Big ole disclaimer: I am definitely not an expert on weights. I’ve had quite a few requests for me to share some of my gym routine, so here are a few of my favorite free weights exercises. I’m sure my form needs improvement. Like many runners, weights have intimidated me and I’m still learning. Over the last year, I’ve made a lot of efforts to get a stronger, toned upper body. These exercises have worked for me:)
With that said…let’s lift!
Bicep Series: I do these first three exercises as a series…25 bicep curls, straight into 25 side curls, followed by arms at 90 degree angle and tap the weights 50 times. Don’t take a break between exercises. My arms feel like jello after. For the sake of time, I just did a few of each exercise in the video.
Shoulder Shrugs. Self explanatory. I add in heel lifts when I shrug. (50 reps)
Squat Upward Rows. To add intensity, go up on your toes between squats. (2 sets. 50 reps each)
Oblique Side Bend. Really use your core to retract…don’t swing. (50 reps per side)
Here are some Common Strength Training Misconceptions for Runners:
MYTH 1: Runners don’t need to lift weights. To get stronger, run more.
TRUTH: Running–and the optimal balance of volume, intensity and pace-specific work–will always be the primary focus of a distance runner’s training program. And rightly so. Strength training, however, presents a different physiological stimulus, one that includes a host of distinct benefits that running doesn’t provide, but which are crucial to health and optimal performance.

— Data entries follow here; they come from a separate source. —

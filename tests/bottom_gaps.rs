//! Pings without a bottom detection, from Sv segment to depth product

use std::fs;

use approx::assert_relative_eq;
use echogrid::config::{BottomConfig, DispatchConfig, TrackConfig};
use echogrid::dispatch::Dispatcher;
use echogrid::processing::{BottomDetector, Reducer, resample_tracks};
use echogrid::sink::ParquetSink;
use echogrid::stages::export_depths;
use echogrid::types::{Channel, Segment, SegmentKind};
use ndarray::{Array3, array};
use rstest::rstest;

const S: i64 = 1_000_000_000;

/// Six pings one second apart; only pings 1 and 4 cross the threshold.
fn sv_segment() -> Segment {
    let mut values = Array3::from_elem((6, 1, 4), -10.0);
    values[[1, 0, 2]] = -60.0;
    values[[4, 0, 3]] = -60.0;
    Segment::builder()
        .kind(SegmentKind::Sv)
        .channels(vec![Channel::builder().id("ES38").frequency_hz(38_000.0).build()])
        .ping_time((0..6).map(|s| s * S).collect())
        .latitude(vec![36.0; 6])
        .longitude(vec![-122.0; 6])
        .values(values)
        .depth(array![0.0, 5.0, 10.0, 15.0])
        .build()
        .unwrap()
}

fn detector() -> BottomDetector {
    BottomDetector::new(&BottomConfig::builder().skip_from_surface(0).offset_m(0.5).build()).unwrap()
}

fn dispatcher() -> Dispatcher {
    Dispatcher::new(DispatchConfig::builder().workers(2).threads(1).build()).unwrap()
}

fn interpolating() -> TrackConfig {
    TrackConfig::builder().interval(S).reducer(Reducer::Interpolate).build()
}

#[test]
fn undetected_pings_are_nan() {
    let track = detector().detect(&sv_segment()).unwrap();
    assert_eq!(track.detections(), 2);
    assert!(track.bottom_depth[0].is_nan());
    assert_relative_eq!(track.bottom_depth[1], 10.5);
    assert_relative_eq!(track.bottom_depth[4], 15.5);
}

#[rstest]
#[case::whole(&[0, 6])]
#[case::split_inside_gap(&[0, 3, 6])]
#[case::one_ping_each(&[0, 1, 2, 3, 4, 5, 6])]
fn interior_gaps_are_interpolated(#[case] cuts: &[usize]) {
    let track = detector().detect(&sv_segment()).unwrap();
    let pieces = cuts.windows(2).map(|w| track.slice(w[0]..w[1]));
    let bins = resample_tracks(&interpolating(), pieces).unwrap();

    let depths: Vec<f64> = bins.iter().map(|b| b.depth).collect();
    assert_eq!(depths.len(), 6);
    assert!(depths[0].is_nan());
    assert_relative_eq!(depths[1], 10.5);
    assert_relative_eq!(depths[2], 10.5 + 5.0 / 3.0, epsilon = 1e-9);
    assert_relative_eq!(depths[3], 10.5 + 10.0 / 3.0, epsilon = 1e-9);
    assert_relative_eq!(depths[4], 15.5);
    assert!(depths[5].is_nan());
}

#[test]
fn last_valid_leaves_gaps_empty() {
    let track = detector().detect(&sv_segment()).unwrap();
    let config = TrackConfig::builder().interval(S).build();
    let bins = resample_tracks(&config, [track]).unwrap();
    let complete: Vec<i64> = bins.iter().filter(|b| b.is_complete()).map(|b| b.ping_time).collect();
    assert_eq!(complete, vec![S, 4 * S]);
}

#[test]
fn depth_product_omits_unresolved_edges() {
    let dir = tempfile::tempdir().unwrap();
    let track = detector().detect(&sv_segment()).unwrap();
    let (head, tail) = track.split_at(3);
    let sink = ParquetSink::default();
    let first = dir.path().join("D1-T000000_depth.parquet");
    let second = dir.path().join("D1-T000003_depth.parquet");
    sink.write_track(&first, &head).unwrap();
    sink.write_track(&second, &tail).unwrap();

    let output = dir.path().join("depths.csv");
    let (rows, summary) = export_depths(&dispatcher(), &[first, second], &interpolating(), &output).unwrap();
    assert_eq!(rows, 4);
    assert_eq!(summary.failed, 0);

    let text = fs::read_to_string(&output).unwrap();
    let depths: Vec<&str> = text
        .lines()
        .skip(1)
        .map(|line| line.split(',').nth(3).unwrap())
        .collect();
    assert_eq!(depths, vec!["10.5", "12.2", "13.8", "15.5"]);
}

#[test]
fn nothing_detected_is_an_empty_product() {
    let dir = tempfile::tempdir().unwrap();
    let mut segment = sv_segment();
    segment.values.fill(-10.0);
    let track = detector().detect(&segment).unwrap();
    let path = dir.path().join("D1-T0_depth.parquet");
    ParquetSink::default().write_track(&path, &track).unwrap();

    let err = export_depths(&dispatcher(), &[path], &interpolating(), &dir.path().join("depths.csv")).unwrap_err();
    assert!(matches!(err, echogrid::EchoError::EmptyResult(_)));
}

#[test]
fn unreadable_track_fails_only_its_deployment() {
    let dir = tempfile::tempdir().unwrap();
    let good = dir.path().join("A-1_depth.parquet");
    ParquetSink::default()
        .write_track(&good, &detector().detect(&sv_segment()).unwrap())
        .unwrap();
    let bad = dir.path().join("B-1_depth.parquet");
    fs::write(&bad, b"not parquet").unwrap();

    let output = dir.path().join("depths.csv");
    let (rows, summary) = export_depths(&dispatcher(), &[good, bad], &interpolating(), &output).unwrap();
    assert_eq!(rows, 4);
    assert_eq!((summary.succeeded, summary.failed), (1, 1));
    let (label, reason) = &summary.failures[0];
    assert!(label.starts_with("B"));
    assert!(reason.contains("B-1_depth.parquet"), "{reason}");

    let text = fs::read_to_string(&output).unwrap();
    assert!(text.lines().skip(1).all(|line| line.ends_with(",A")));
}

Strength training works two ways: It prevents injuries, and it enhances performance. Properly performed, strength training provides the foundation for injury-free running and the ability to adhere to the regimen of mileage, speed and tempo work. Numerous studies have proven that strength training will enhance running performance.
MYTH 2: Lift on your off or easy days to balance your hard-run efforts.
TRUTH: It is optimal to piggyback strength-training workouts with quality runs. For example, do a tempo run in the morning, followed by a 20- to 30-minute strength workout at noon or evening. This work complements the training effect of the running, then you fully recover from both on easy days.
MYTH 3: You need to strength train several times a week to see benefits.
Truth: A very small amount of strength training can stimulate tremendous benefit. Strength train only once or twice per week. More is not better. The total weekly strength-training time commitment should be 30–60 minutes.
MYTH 4: The key area to work on is the core; running works all other areas.
TRUTH: Research indicates that upper-body, lower-body and midsection strength training all contribute to improved running performance. You should do exercises that involve all of the major muscle groups. Rather than specifically strengthening an area that you assume is weak, you are better off developing strength in all muscle groups, which will create balance and synergy.
2015…let’s do this!
Do you incorporate weights into your training? How often?
Do you do free weights, machines, or both?
Tell me about your Wednesday workout…run, gym, crosstraining?